Abstract

We present flexural and gravity models along four profiles across the Betic Cordilleras (SE Spain). The flexural response of the Iberian lithosphere to the loading exerted by the thrust sheets of the internal zone of the orogen is modelled for a broken plate with an elastic rheology of the lithosphere. The conspicuously low value for the flexural rigidity ( e. e. t. = 10 km) required to produce a fit of the deflection suggests that a heating event predated the thrusting, and that decoupling takes place along crustal discontinuities. The present topographic load is insufficient to produce the observed deflection and an additional subsurface load is required, which can be explained by overthrusting of a pre-existing rifted margin. The model predicts a thickness of the overthrust units of approximately 10 km.

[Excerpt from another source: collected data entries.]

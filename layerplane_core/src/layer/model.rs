// Copyright 2026 the Layerplane Authors
// SPDX-License-Identifier: Apache-2.0 OR MIT

//! The per-frame layer record.

use super::kind::CompositionKind;
use super::rect::IntRect;

/// One entry of a display's z-ordered layer stack.
///
/// Input fields are public and set by the caller before planning. The
/// decision fields are written only by the planner and exposed through
/// getters.
#[derive(Clone, Debug, PartialEq, Eq, Hash)]
pub struct Layer {
    /// How the upper composition stack last marked this layer.
    pub hint: CompositionKind,
    /// Destination rectangle in display coordinates.
    pub display_frame: IntRect,
    /// The layer needs scaling or sub-pixel phasing to be displayed.
    pub requires_scaling_or_phasing: bool,
    /// The layer carries video content (two planes when device composited).
    pub is_video: bool,
    /// Upstream verdict on whether a plane can scan this layer's buffer out.
    pub usable_as_device: bool,

    validated: Option<CompositionKind>,
    use_alternate_compose_path: bool,
}

impl Layer {
    /// Creates a plane-capable layer covering `display_frame`.
    #[must_use]
    pub const fn new(display_frame: IntRect) -> Self {
        Self {
            hint: CompositionKind::Device,
            display_frame,
            requires_scaling_or_phasing: false,
            is_video: false,
            usable_as_device: true,
            validated: None,
            use_alternate_compose_path: false,
        }
    }

    /// Sets the composition hint.
    #[must_use]
    pub const fn with_hint(mut self, hint: CompositionKind) -> Self {
        self.hint = hint;
        self
    }

    /// Marks the layer as needing scaling or phasing.
    #[must_use]
    pub const fn with_scaling(mut self, scaling: bool) -> Self {
        self.requires_scaling_or_phasing = scaling;
        self
    }

    /// Marks the layer as video content.
    #[must_use]
    pub const fn with_video(mut self, video: bool) -> Self {
        self.is_video = video;
        self
    }

    /// Sets the upstream device-usability verdict.
    #[must_use]
    pub const fn with_usable_as_device(mut self, usable: bool) -> Self {
        self.usable_as_device = usable;
        self
    }

    /// Pixel cost of compositing this layer.
    #[must_use]
    pub fn pixel_ops(&self) -> u64 {
        self.display_frame.area()
    }

    /// The composition kind chosen by the last planning pass, if any.
    #[must_use]
    pub const fn validated(&self) -> Option<CompositionKind> {
        self.validated
    }

    /// Whether the last pass enabled the alternate hardware compose path.
    #[must_use]
    pub const fn use_alternate_compose_path(&self) -> bool {
        self.use_alternate_compose_path
    }

    /// Returns `true` if the last pass sent this layer to the client target.
    #[must_use]
    pub fn is_client(&self) -> bool {
        self.validated == Some(CompositionKind::Client)
    }

    /// Number of hardware planes this layer occupies when device composited.
    #[must_use]
    pub const fn plane_cost(&self) -> usize {
        if self.is_video { 2 } else { 1 }
    }

    pub(crate) fn stamp(&mut self, client: bool) {
        if client {
            self.validated = Some(CompositionKind::Client);
            self.use_alternate_compose_path = false;
        } else {
            self.validated = Some(CompositionKind::Device);
            self.use_alternate_compose_path = true;
        }
    }
}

In the western Betics, the gravity signature results from flexure of the Iberian plate combined with crustal thinning and flank uplift in the Alborán basin and the internal zone. In the eastern Betics, the flexural response is completely overprinted by post-thrusting extensional events. Rheological models of the Iberian lithosphere confirm the results of the flexural and gravity models. Lateral variations in plate rheology, primarily caused by differences in thermal structure, can explain the observed variation in tectonic configuration along strike of the Betic orogen and the eastward disappearance of the Guadalquivir foreland basin. The modelling demonstrates that at least two thermo-tectonic events must have affected the Betics during their orogenic evolution. The first event took place after the Mesozoic extension and development of a rifted margin and before the main phase of overthrusting. This phase reflects most likely the Oligocene-Early Miocene extension which is widely recognised in the Valencia trough and surrounding areas. The second phase, which produced the present configuration of the Betics, corresponds to the Tortonian-Recent extension centred in the Valencia trough and Alborán basin.